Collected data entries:

*** Block opens ***

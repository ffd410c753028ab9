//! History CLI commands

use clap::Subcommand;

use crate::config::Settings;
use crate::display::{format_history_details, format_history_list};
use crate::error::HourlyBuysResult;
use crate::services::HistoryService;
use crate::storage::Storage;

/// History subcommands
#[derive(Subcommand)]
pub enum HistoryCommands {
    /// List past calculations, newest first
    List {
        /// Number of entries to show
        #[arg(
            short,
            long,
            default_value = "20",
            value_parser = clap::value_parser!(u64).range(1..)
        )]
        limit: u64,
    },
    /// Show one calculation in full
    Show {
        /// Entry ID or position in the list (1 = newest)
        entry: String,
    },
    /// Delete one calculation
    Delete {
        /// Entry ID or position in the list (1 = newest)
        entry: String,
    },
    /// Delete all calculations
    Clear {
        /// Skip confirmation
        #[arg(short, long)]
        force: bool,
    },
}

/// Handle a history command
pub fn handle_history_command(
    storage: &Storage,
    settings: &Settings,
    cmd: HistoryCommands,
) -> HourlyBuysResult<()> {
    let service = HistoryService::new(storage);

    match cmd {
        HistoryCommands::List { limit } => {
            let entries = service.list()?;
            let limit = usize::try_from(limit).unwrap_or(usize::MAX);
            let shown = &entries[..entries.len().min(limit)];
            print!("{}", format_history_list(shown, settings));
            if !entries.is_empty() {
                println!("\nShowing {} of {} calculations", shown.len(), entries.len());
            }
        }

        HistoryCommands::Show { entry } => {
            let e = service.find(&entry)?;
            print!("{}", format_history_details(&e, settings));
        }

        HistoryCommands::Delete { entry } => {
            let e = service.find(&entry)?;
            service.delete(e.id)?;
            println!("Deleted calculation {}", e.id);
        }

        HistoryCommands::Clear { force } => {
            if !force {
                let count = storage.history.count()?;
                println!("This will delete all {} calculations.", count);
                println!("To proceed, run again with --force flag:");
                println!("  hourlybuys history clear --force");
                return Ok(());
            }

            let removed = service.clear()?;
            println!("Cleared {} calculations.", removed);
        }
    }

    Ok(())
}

*** Block closes ***
*** Block opens ***

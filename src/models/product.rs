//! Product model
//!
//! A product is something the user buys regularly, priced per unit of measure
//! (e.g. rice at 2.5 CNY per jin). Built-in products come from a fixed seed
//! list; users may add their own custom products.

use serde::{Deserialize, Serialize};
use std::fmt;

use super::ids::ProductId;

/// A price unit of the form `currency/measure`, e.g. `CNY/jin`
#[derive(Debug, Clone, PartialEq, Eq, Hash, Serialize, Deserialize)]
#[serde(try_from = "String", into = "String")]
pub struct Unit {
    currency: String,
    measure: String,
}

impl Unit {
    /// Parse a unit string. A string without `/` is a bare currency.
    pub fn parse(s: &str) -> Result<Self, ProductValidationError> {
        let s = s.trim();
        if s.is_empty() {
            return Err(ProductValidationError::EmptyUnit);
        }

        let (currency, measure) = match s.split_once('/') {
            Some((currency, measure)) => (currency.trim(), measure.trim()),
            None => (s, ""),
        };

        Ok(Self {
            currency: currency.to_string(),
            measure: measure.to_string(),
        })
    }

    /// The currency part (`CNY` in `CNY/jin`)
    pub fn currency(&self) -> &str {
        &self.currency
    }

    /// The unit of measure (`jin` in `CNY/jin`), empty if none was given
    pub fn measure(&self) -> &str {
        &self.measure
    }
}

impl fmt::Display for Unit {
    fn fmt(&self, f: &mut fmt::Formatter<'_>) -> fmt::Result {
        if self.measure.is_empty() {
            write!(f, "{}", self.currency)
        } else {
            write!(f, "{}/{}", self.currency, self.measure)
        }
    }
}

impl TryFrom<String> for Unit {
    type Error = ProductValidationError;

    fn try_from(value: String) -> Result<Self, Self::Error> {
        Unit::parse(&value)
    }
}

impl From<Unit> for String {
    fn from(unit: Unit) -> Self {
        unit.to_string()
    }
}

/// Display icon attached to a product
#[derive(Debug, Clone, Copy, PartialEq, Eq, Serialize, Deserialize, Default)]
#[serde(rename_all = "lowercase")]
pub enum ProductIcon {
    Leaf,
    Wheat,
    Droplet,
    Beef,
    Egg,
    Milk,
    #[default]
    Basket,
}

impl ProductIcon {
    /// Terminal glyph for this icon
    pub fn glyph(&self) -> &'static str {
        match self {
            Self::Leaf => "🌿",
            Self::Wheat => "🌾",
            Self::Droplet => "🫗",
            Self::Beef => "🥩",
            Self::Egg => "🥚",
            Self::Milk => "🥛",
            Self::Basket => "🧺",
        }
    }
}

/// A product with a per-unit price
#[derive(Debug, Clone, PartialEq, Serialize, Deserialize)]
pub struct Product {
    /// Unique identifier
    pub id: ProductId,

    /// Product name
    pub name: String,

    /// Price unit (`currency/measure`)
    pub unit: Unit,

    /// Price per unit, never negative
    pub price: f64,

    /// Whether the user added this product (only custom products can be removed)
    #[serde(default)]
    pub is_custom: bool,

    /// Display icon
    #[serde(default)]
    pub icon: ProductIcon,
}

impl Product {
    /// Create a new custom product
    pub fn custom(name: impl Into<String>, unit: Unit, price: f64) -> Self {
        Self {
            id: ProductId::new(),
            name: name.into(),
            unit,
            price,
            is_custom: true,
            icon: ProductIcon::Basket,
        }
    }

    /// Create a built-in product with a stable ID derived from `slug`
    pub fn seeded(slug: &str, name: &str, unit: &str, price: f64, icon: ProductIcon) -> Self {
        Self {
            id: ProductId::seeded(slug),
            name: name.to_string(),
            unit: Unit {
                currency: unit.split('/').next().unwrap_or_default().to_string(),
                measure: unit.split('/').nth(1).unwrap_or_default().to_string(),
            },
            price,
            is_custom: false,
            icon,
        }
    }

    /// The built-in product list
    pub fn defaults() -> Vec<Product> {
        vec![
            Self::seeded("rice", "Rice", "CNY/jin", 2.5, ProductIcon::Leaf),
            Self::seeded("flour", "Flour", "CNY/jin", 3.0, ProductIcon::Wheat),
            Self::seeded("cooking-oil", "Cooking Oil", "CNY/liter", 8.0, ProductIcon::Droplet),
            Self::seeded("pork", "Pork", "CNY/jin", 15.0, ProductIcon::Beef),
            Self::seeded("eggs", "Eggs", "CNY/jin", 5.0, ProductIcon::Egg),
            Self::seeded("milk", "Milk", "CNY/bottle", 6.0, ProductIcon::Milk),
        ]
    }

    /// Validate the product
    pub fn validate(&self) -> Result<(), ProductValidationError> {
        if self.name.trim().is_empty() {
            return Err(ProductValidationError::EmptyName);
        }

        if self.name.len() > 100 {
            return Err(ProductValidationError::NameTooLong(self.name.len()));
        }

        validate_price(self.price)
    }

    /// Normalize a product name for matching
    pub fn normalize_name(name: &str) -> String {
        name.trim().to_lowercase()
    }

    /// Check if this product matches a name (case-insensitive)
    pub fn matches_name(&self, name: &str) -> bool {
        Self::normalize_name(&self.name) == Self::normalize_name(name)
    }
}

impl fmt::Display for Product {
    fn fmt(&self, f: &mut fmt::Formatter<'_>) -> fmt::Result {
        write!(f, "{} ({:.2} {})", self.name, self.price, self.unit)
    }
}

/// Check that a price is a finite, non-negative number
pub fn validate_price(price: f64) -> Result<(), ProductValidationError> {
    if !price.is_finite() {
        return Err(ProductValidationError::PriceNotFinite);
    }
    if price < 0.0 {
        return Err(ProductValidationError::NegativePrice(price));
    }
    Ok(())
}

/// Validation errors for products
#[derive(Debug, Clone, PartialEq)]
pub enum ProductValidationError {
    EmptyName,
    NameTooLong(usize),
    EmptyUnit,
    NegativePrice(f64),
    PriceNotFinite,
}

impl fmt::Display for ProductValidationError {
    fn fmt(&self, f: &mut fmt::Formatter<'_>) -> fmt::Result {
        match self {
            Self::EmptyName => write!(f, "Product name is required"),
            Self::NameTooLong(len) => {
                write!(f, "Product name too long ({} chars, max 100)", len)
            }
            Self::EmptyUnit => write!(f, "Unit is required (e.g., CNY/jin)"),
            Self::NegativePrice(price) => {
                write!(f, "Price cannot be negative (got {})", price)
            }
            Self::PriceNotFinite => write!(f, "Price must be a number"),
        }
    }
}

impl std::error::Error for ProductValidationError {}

*** Block closes ***

● Problem: List every line from the entries above in which "HistoryService" appears.

● Output:
use crate::services::HistoryService;
    let service = HistoryService::new(storage);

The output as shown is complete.